Imagine how slow cell phone technology would have developed if the FDA required that we test the phones to see if prolonged use will result in brain tumors. I dare say we would not have seen cell technology develop at the spectacular speed it did. We would all be walking around with eight pound clunkers. Nor would we have the lung cancer epidemic we have today if the FDA had regulated tobacco companies. How much testing did we do before cigarettes were allowed on the market?

In April of this year I attended a conference put on by the National Lung Cancer Alliance called the National Lung Cancer Advocate Summit in Dallas Texas. The conference was intended for people like me who want to do something about the lack of awareness and funding for lung cancer. Researchers from the University of Texas provided us with a one day course to explain what known about the biology of cancer and what is yet to be learned. Suffice it to say that, while we know a lot about the complexities of the various forms of cancer, there is much more that we don't know.

Saturday, August 29, 2009

Brain Radiation and Entering a Drug Trial

On our return from our lobbying effort in Washington DC last July, Yoko and I decided to forge ahead with our life together and try to do things we might not have the chance to do later on. We began making travel plans to Europe, something we might never get to do if my health deteriorates. We planned the trip of a lifetime -- three weeks in Italy for early October, 2008.

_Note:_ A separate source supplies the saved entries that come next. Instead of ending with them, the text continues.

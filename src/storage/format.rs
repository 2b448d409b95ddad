//! Encodings for checkpoints and heap dumps

use std::path::Path;

use anyhow::{Context, Result};
use serde::de::DeserializeOwned;
use serde::{Deserialize, Serialize};

/// File encoding
#[derive(Debug, Clone, Copy, PartialEq, Eq, Default, Serialize, Deserialize, clap::ValueEnum)]
#[serde(rename_all = "snake_case")]
pub enum SnapshotFormat {
    #[default]
    Json,
    Yaml,
}

impl SnapshotFormat {
    /// Infers the format from a file extension
    pub fn from_path(path: &Path) -> Option<Self> {
        match path.extension()?.to_str()? {
            "json" => Some(SnapshotFormat::Json),
            "yaml" | "yml" => Some(SnapshotFormat::Yaml),
            _ => None,
        }
    }

    pub fn as_str(&self) -> &str {
        match self {
            SnapshotFormat::Json => "json",
            SnapshotFormat::Yaml => "yaml",
        }
    }

    /// Encodes a value (JSON is pretty-printed)
    pub fn render<T: Serialize>(&self, value: &T) -> Result<String> {
        match self {
            SnapshotFormat::Json => {
                serde_json::to_string_pretty(value).context("Failed to encode JSON")
            }
            SnapshotFormat::Yaml => serde_yaml::to_string(value).context("Failed to encode YAML"),
        }
    }

    /// Decodes a value
    pub fn parse<T: DeserializeOwned>(&self, content: &str) -> Result<T> {
        match self {
            SnapshotFormat::Json => serde_json::from_str(content).context("Failed to parse JSON"),
            SnapshotFormat::Yaml => serde_yaml::from_str(content).context("Failed to parse YAML"),
        }
    }
}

If I have a recurrence of cancer, it is more likely to show up as metastasis to the brain or bones. In the first phase of my treatment, we were dealing directly with the lung tumor to shrink it and kill any metabolic activity. That seemed to have worked. In the second phase of my treatment we were trying to deal with the cancer systemically -- that is, to kill any cancer cells that could be floating around in my body and showing up as metastatic cancer, say to the liver or kidney. The problem, however, is that chemo does not work so well in the brain. Lung cancer patients will frequently develop secondary brain tumors, despite having been treated with chemo. This tendency for chemo not to help with brain tumors is said to be the result of “the blood-brain barrier”. Given the size of my tumor at diagnosis, I felt I was at risk to develop brain tumors. I am more afraid of being disabled by brain tumors than of dying.

I spoke with Dr Steve as well as my radiology oncologist about the idea of doing whole brain radiation as a preventative. I also did research on the internet and called on online support groups to give me advice. The bottom line was that there is no research to suggest that it helps and there is no research to suggest that it does much long term harm. Nevertheless there are dangers to radiating the brain, such as seizure from brain swelling due to the radiation, potential memory loss, etc. The other risk is that, if down the road I did develop mets to the brain, whole brain radiation as a treatment would be off the table as the brain (or any organ for that matter) can only take so much radiation.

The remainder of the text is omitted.